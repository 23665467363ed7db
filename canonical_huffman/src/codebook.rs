//! Codebook: code lengths of symbols, their canonical codes and serialization.

use std::io::{self, Read, Write};

use binout::{vbyte_len, vbyte_read, vbyte_write};
use dyn_size_of::GetSize;

use crate::{Error, Result, MAX_CODE_LEN};

/// Initial capacity for codebooks of not yet known size read from a stream.
const READ_CAPACITY_LIMIT: u32 = 1 << 12;

/// Codeword assigned to a symbol.
#[derive(PartialEq, Eq, Debug, Clone, Copy, Default, Hash)]
pub struct Symbol {
    /// Value of the symbol, equal to its index in the codebook.
    pub value: u32,
    /// Codeword, meaningful only if `len > 0`. Its `len` lowest bits are written, the most significant first.
    pub code: u64,
    /// Length of the codeword in bits, `0` if the symbol does not occur.
    pub len: u32
}

impl GetSize for Symbol {}

/// Symbols sorted in canonical order together with the histogram of their code lengths.
#[derive(Debug, Clone, PartialEq, Eq)]
pub struct Canonical {
    /// Coded symbols, sorted by length and then by value.
    pub(crate) sorted: Box<[Symbol]>,
    /// `histogram[len]` is the number of symbols with codes of length `len`.
    /// The last element describes the longest code (so `histogram[0]` is always `0`).
    pub(crate) histogram: Box<[u32]>
}

impl Canonical {
    /// Returns coded symbols in canonical order.
    #[inline] pub fn sorted(&self) -> &[Symbol] { &self.sorted }

    /// Returns the number of symbols for each code length.
    #[inline] pub fn histogram(&self) -> &[u32] { &self.histogram }

    /// Returns the length of the longest code.
    #[inline] pub fn max_len(&self) -> u32 { (self.histogram.len() - 1) as u32 }
}

impl GetSize for Canonical {
    fn size_bytes_dyn(&self) -> usize { self.sorted.size_bytes_dyn() + self.histogram.size_bytes_dyn() }
    const USES_DYN_MEM: bool = true;
}

/// Table of symbols indexed by their values. The last symbol is the end-of-input one.
#[derive(Debug, Clone, PartialEq, Eq)]
pub struct Codebook {
    symbols: Box<[Symbol]>
}

impl Codebook {
    /// Constructs the codebook with uncomputed codes for the given code lengths of the successive symbols.
    pub fn from_lengths<L: IntoIterator<Item = u32>>(lengths: L) -> Self {
        Self { symbols: lengths.into_iter().zip(0..).map(|(len, value)| Symbol { value, code: 0, len }).collect() }
    }

    /// Returns the number of symbol slots, including the end-of-input one.
    #[inline] pub fn len(&self) -> usize { self.symbols.len() }

    /// Returns whether `self` has no slots at all.
    #[inline] pub fn is_empty(&self) -> bool { self.symbols.is_empty() }

    /// Returns all symbols, indexed by value.
    #[inline] pub fn symbols(&self) -> &[Symbol] { &self.symbols }

    /// Returns the symbol with the given `value`.
    #[inline] pub fn get(&self, value: u32) -> Option<&Symbol> { self.symbols.get(value as usize) }

    /// Returns the length of the longest code.
    pub fn max_len(&self) -> u32 { self.symbols.iter().map(|s| s.len).max().unwrap_or(0) }

    /// Assigns canonical codes to all symbols of non-zero length and returns them in canonical order.
    ///
    /// Codes of the same length are consecutive numbers, ordered by symbol values,
    /// and the first code of each length follows (shifted left) the last code of the shorter one.
    /// Fails with [`Error::InvalidCodebook`] if no symbol is coded,
    /// some length exceeds [`MAX_CODE_LEN`] or the lengths oversubscribe the code space.
    pub fn canonicalize(&mut self) -> Result<Canonical> {
        let mut sorted: Vec<Symbol> = self.symbols.iter().filter(|s| s.len != 0).copied().collect();
        sorted.sort_by_key(|s| (s.len, s.value));
        let max_len = match sorted.last() {
            Some(s) if s.len <= MAX_CODE_LEN => s.len,
            _ => return Err(Error::InvalidCodebook)
        };
        let mut histogram = vec![0u32; max_len as usize + 1].into_boxed_slice();
        // 128 bits hold the unassigned code following a complete level of 64-bit codes
        let mut code = 0u128;
        let mut prev_len = 0;
        for symbol in sorted.iter_mut() {
            code <<= symbol.len - prev_len;
            prev_len = symbol.len;
            if code >> symbol.len != 0 { return Err(Error::InvalidCodebook); }
            symbol.code = code as u64;
            self.symbols[symbol.value as usize].code = symbol.code;
            histogram[symbol.len as usize] += 1;
            code += 1;
        }
        Ok(Canonical { sorted: sorted.into_boxed_slice(), histogram })
    }

    /// Returns number of bytes which `write` will write.
    pub fn write_bytes(&self) -> usize {
        vbyte_len(self.symbols.len() as u32) as usize +
            self.symbols.iter().map(|s| vbyte_len(s.len) as usize).sum::<usize>()
    }

    /// Writes `self` to `output` as VByte-encoded number of slots followed by the code length of each slot.
    /// Codes are not written, they are recomputed by [`Self::canonicalize`].
    pub fn write(&self, output: &mut dyn Write) -> io::Result<()> {
        vbyte_write(output, self.symbols.len() as u32)?;
        self.symbols.iter().try_for_each(|s| vbyte_write(output, s.len))
    }

    /// Returns `self` serialized by [`Self::write`].
    pub fn to_bytes(&self) -> Vec<u8> {
        let mut result = Vec::with_capacity(self.write_bytes());
        self.write(&mut result).expect("writing to Vec never fails");
        result
    }

    /// Reads `Codebook` written by [`Self::write`] from `input`.
    pub fn read(input: &mut dyn Read) -> Result<Self> {
        let len = read_vbyte(input)?;
        if len == 0 { return Err(Error::InvalidCodebook); }
        let mut symbols = Vec::with_capacity(len.min(READ_CAPACITY_LIMIT) as usize);
        for value in 0..len {
            symbols.push(Symbol { value, code: 0, len: read_vbyte(input)? });
        }
        Ok(Self { symbols: symbols.into_boxed_slice() })
    }

    /// Reads `Codebook` written by [`Self::write`] from the beginning of `bytes`.
    ///
    /// The declared number of slots is checked against the size of `bytes` before allocation.
    pub fn from_bytes(mut bytes: &[u8]) -> Result<Self> {
        let len = read_vbyte(&mut bytes)?;
        // each slot occupies at least one byte
        if len == 0 || len as usize > bytes.len() { return Err(Error::InvalidCodebook); }
        let symbols = (0..len)
            .map(|value| -> Result<Symbol> { Ok(Symbol { value, code: 0, len: read_vbyte(&mut bytes)? }) })
            .collect::<Result<Box<[_]>>>()?;
        Ok(Self { symbols })
    }
}

impl GetSize for Codebook {
    fn size_bytes_dyn(&self) -> usize { self.symbols.size_bytes_dyn() }
    const USES_DYN_MEM: bool = true;
}

/// Reads VByte value, treating its truncation or malformation as an invalid codebook.
///
/// The bytes of the value are gathered first, so that a value exceeding `u32` is rejected
/// instead of losing its highest bits.
fn read_vbyte(input: &mut dyn Read) -> Result<u32> {
    let mut buff = [0u8; 5];
    let mut len = 0;
    loop {
        input.read_exact(std::slice::from_mut(&mut buff[len])).map_err(read_error)?;
        len += 1;
        if buff[len - 1] < 0x80 { break; }
        if len == buff.len() { return Err(Error::InvalidCodebook); }
    }
    // the fifth byte holds the 4 highest bits of u32
    if len == buff.len() && buff[len - 1] > 0x0F { return Err(Error::InvalidCodebook); }
    vbyte_read(&mut &buff[..len]).map_err(read_error)
}

fn read_error(e: io::Error) -> Error {
    match e.kind() {
        io::ErrorKind::UnexpectedEof | io::ErrorKind::InvalidData => Error::InvalidCodebook,
        _ => Error::Io(e)
    }
}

What is expected = Output exactly one stretch of the listing: from the line containing "an invalid codebook." through the line containing "if len == buff.len() &&", both end lines included.

Exercise answer =
/// Reads VByte value, treating its truncation or malformation as an invalid codebook.
///
/// The bytes of the value are gathered first, so that a value exceeding `u32` is rejected
/// instead of losing its highest bits.
fn read_vbyte(input: &mut dyn Read) -> Result<u32> {
    let mut buff = [0u8; 5];
    let mut len = 0;
    loop {
        input.read_exact(std::slice::from_mut(&mut buff[len])).map_err(read_error)?;
        len += 1;
        if buff[len - 1] < 0x80 { break; }
        if len == buff.len() { return Err(Error::InvalidCodebook); }
    }
    // the fifth byte holds the 4 highest bits of u32
    if len == buff.len() && buff[len - 1] > 0x0F { return Err(Error::InvalidCodebook); }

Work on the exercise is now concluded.